Membagi tugas dengan checklist juga dirasa lebih nyaman untuk mereka, karena bisa bekerja sama satu sama lain dengan tetap menjaga ruang pribadi. Tanpa disadari mereka bekerja untuk melaksanakan tujuan yang sama dan bukan hanya terpaku pada job desc yang melekat pada title yang mereka sandang. Dengan checklist juga lebih mudah bagi pengawas untuk dapat memeriksa semua pekerjaan.
Untuk selalu harus memikirkan terlebih dahulu alasan dari semua perintah, tentu jauh lebih melelahkan daripada cuma melontarkan perintah saja. Maka dari itu, rasanya uban saya bertambah drastis beberapa tahun ini. Tapi karena sepertinya saya akan tetap bekerja sama dengan generasi ini sampai beberapa tahun ke depan, sepertinya saya harus mulai menerima saja, kalau harus menjelaskan segala macam hal dan berusaha lebih untuk mengkondisikan situasi, hanya supaya mereka bisa bekerja sesuai dengan tujuannya.
Penutup
Gen Z memang unik. Dibalik segala omelan saya, tak jarang saya tertawa melihat tingkah mereka. Dari interaksi dengan mereka juga saya belajar banyak mengenai apalagi kalau bukan parenting. Ya, sedikit banyak saya menyadari kalau sifat-sifat Gen Z yang seperti itu adalah buah dari perilaku generasi orang tuanya. Generasi saya dan yang lebih tua. Maka dari itu setiap kali menghadapi Gen Z yang memusingkan, sedikit banyak saya judging orang tuanya. Haha.

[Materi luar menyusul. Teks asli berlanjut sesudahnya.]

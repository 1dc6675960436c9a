//! Plan Executor
//!
//! Sequential plans run as a strict await chain with an intermediate
//! result store private to the call; the first failing step stops the
//! chain. Parallel plans run every step concurrently and wait for all of
//! them, so one failure never cancels its siblings.

use futures::future::join_all;
use lingo_core::{
    CallContext, Capability, Category, CoordinationResult, ExecutionPlan, ExecutionStep,
    ExecutionType, Intent, Phase, ProcessingStats, Request, StepInput, StepResult, StepRole,
};
use serde_json::Value;
use std::collections::HashMap;
use std::sync::Arc;
use tokio::time::Instant;
use tracing::{debug, info, warn};

use crate::dispatcher::{CapabilityDispatcher, Payload};
use crate::extract::explicit_payload;

/// Outputs of completed steps, keyed by output name
pub type IntermediateResultStore = HashMap<String, String>;

pub struct PlanExecutor {
    dispatcher: Arc<CapabilityDispatcher>,
}

impl PlanExecutor {
    pub fn new(dispatcher: Arc<CapabilityDispatcher>) -> Self {
        Self { dispatcher }
    }

    pub async fn execute(
        &self,
        plan: &ExecutionPlan,
        request: &Request,
        intent: &Intent,
        ctx: &CallContext,
    ) -> CoordinationResult {
        let results = match plan.execution_type {
            ExecutionType::Parallel => self.run_parallel(plan, request, ctx).await,
            ExecutionType::Sequential | ExecutionType::Single => {
                self.run_sequential(plan, request, ctx).await
            }
        };

        let stats = ProcessingStats::from_results(&results);
        info!(
            execution_type = plan.execution_type.as_str(),
            total = stats.total,
            succeeded = stats.succeeded,
            "plan executed"
        );

        CoordinationResult {
            trace_id: ctx.trace_id.clone(),
            intent: intent.clone(),
            plan: Some(plan.clone()),
            success: stats.succeeded > 0,
            degraded: false,
            execution_type: plan.execution_type,
            processing_stats: stats,
            results,
            started_at: ctx.started_at,
            elapsed_ms: ctx.elapsed_ms(),
        }
    }

    async fn run_sequential(
        &self,
        plan: &ExecutionPlan,
        request: &Request,
        ctx: &CallContext,
    ) -> Vec<StepResult> {
        let mut store = IntermediateResultStore::new();
        let mut results = Vec::with_capacity(plan.steps.len());
        let last = plan.steps.len().saturating_sub(1);

        for (index, step) in plan.steps.iter().enumerate() {
            let input = resolve_input(&step.input, request, Some(&store));
            let mut result = execute_step(&self.dispatcher, step, input, request, ctx).await;

            if !result.success {
                warn!(step = step.step, error = ?result.error, "step failed, aborting chain");
                results.push(result);
                break;
            }

            if let (Some(key), Some(text)) = (&step.output, &result.result) {
                store.insert(key.clone(), text.clone());
            }
            result.role = if index == last {
                StepRole::Primary
            } else {
                StepRole::Intermediate
            };
            results.push(result);
        }

        results
    }

    async fn run_parallel(
        &self,
        plan: &ExecutionPlan,
        request: &Request,
        ctx: &CallContext,
    ) -> Vec<StepResult> {
        let branches = plan.steps.iter().map(|step| {
            let input = resolve_input(&step.input, request, None);
            execute_step(&self.dispatcher, step, input, request, ctx)
        });

        let mut results = join_all(branches).await;
        for (index, result) in results.iter_mut().enumerate() {
            result.role = match (result.success, index) {
                (false, _) => StepRole::Failed,
                (true, 0) => StepRole::Primary,
                (true, _) => StepRole::Secondary,
            };
        }
        results
    }
}

/// Run one step against already-resolved input.
pub async fn execute_step(
    dispatcher: &CapabilityDispatcher,
    step: &ExecutionStep,
    input: Payload<'_>,
    request: &Request,
    ctx: &CallContext,
) -> StepResult {
    let agent = step.agent();
    ctx.emit(Phase::Executing {
        step: step.step,
        agent,
    });

    let started = Instant::now();
    let outcome = dispatcher
        .dispatch(step.capability, input, &step.params, request)
        .await;
    let latency_ms = started.elapsed().as_millis() as u64;

    let result = match outcome {
        Ok(text) => StepResult::succeeded(step.step, step.capability, text, latency_ms),
        Err(e) => {
            debug!(step = step.step, agent = %agent, error = %e, "step error");
            StepResult::failed(step.step, step.capability, e.to_string(), latency_ms)
        }
    };

    ctx.emit(Phase::StepFinished {
        step: step.step,
        success: result.success,
    });
    result
}

/// Resolve a step input. Unknown output keys fall back to the request text.
pub fn resolve_input<'a>(
    input: &StepInput,
    request: &'a Request,
    store: Option<&'a IntermediateResultStore>,
) -> Payload<'a> {
    match input {
        StepInput::CurrentPage => match request.context.as_ref().and_then(|c| c.text()) {
            Some(page) => Payload::Content(page),
            None => Payload::Prompt(&request.text),
        },
        StepInput::UserMessage => Payload::Prompt(&request.text),
        StepInput::Output(key) => match store.and_then(|s| s.get(key)) {
            Some(value) => Payload::Content(value),
            None => {
                warn!(key = %key, "missing intermediate result, using request text");
                Payload::Prompt(&request.text)
            }
        },
    }
}

/// The one step that serves a single-step intent.
pub fn single_step(intent: &Intent, request: &Request) -> ExecutionStep {
    let has_page = request
        .context
        .as_ref()
        .and_then(|c| c.text())
        .is_some();
    // text embedded in the prompt wins over the page
    let reads_page = has_page && explicit_payload(&request.text).is_none();

    let capability = Capability::for_category(intent.primary, reads_page);
    let input = match intent.primary {
        Category::Summarize | Category::Translate if reads_page => StepInput::CurrentPage,
        _ => StepInput::UserMessage,
    };

    let mut step = ExecutionStep::new(1, capability, input);
    match intent.primary {
        Category::Summarize => {
            if let Some(p) = &intent.params.summarize {
                step = step
                    .param("type", p.kind.as_str())
                    .param("length", p.length.as_str());
            }
        }
        Category::Translate => {
            if let Some(p) = &intent.params.translate {
                step = step
                    .param("source_language", p.source_language.as_str())
                    .param("target_language", p.target_language.as_str());
            }
        }
        Category::Write => {
            if let Some(p) = &intent.params.write {
                step = step
                    .param("tone", p.tone.as_str())
                    .param("length", p.length.as_str())
                    .param("format", p.format.as_str());
            }
        }
        Category::Research => {
            step = step.param("query", Value::String(intent.crafted_prompt.clone()));
        }
    }
    step
}

#[cfg(test)]
mod tests {
    use super::*;
    use lingo_core::{param_str, PageContext, TranslateParams};

    #[test]
    fn test_resolve_input() {
        let request = Request::new("summarize this").with_context(PageContext {
            title: None,
            url: None,
            content: Some("page body".to_string()),
        });
        let mut store = IntermediateResultStore::new();
        store.insert("summary_text".to_string(), "short".to_string());

        assert_eq!(
            resolve_input(&StepInput::CurrentPage, &request, None),
            Payload::Content("page body")
        );
        assert_eq!(
            resolve_input(&StepInput::UserMessage, &request, None),
            Payload::Prompt("summarize this")
        );
        assert_eq!(
            resolve_input(&StepInput::Output("summary_text".into()), &request, Some(&store)),
            Payload::Content("short")
        );
        assert_eq!(
            resolve_input(&StepInput::Output("missing".into()), &request, Some(&store)),
            Payload::Prompt("summarize this")
        );
    }

    #[test]
    fn test_single_step_for_translation() {
        let mut intent = Intent::default_research("Translate this to Spanish", "");
        intent.primary = Category::Translate;
        intent.params.translate = Some(TranslateParams {
            source_language: "auto".to_string(),
            target_language: "es".to_string(),
        });

        let step = single_step(&intent, &Request::new("Translate this to Spanish"));
        assert_eq!(step.capability, Capability::TranslateText);
        assert_eq!(step.input, StepInput::UserMessage);
        assert_eq!(param_str(&step.params, "target_language"), Some("es"));

        let with_page = Request::new("Translate this to Spanish").with_context(PageContext {
            title: None,
            url: None,
            content: Some("Hello".to_string()),
        });
        let step = single_step(&intent, &with_page);
        assert_eq!(step.capability, Capability::TranslatePage);
        assert_eq!(step.input, StepInput::CurrentPage);
    }
}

Tulisan ini dibuat berdasarkan pengamatan pada sekelompok orang saja. Tentu saja tidak bijaksana jika digeneralisir untuk 2 milyar manusia yang termasuk dalam Gen Z. Tapi mungkin hasil pengamatan saya bisa dijadikan masukan untuk lebih memahami generasi ini, jika ada yang merasa memerlukannya. Paling tidak kalau mau menggosip jadi ada dasarnya kan ya?
Apakah ada yang punya pendapat berbeda tentang Gen Z? Yuk tulis di komentar ya Mah!
Seru ya teh Restu.
I feel you … Mahasiswaku tahun ini ya rerata kelahiran 2002-2005.
Anakku kedua lahir 2000 dan si bungsu 2007.
Salah satu yang bisa bikin gen-Z lebih dimengerti adalah cara kita orang tuanya memperlakukan mereka. Mereka juga bingung dengan kelakuan gen-Y atau sebelumnya hehehe…
Satoe koencie adalah komunikasi yang lebih terbuka.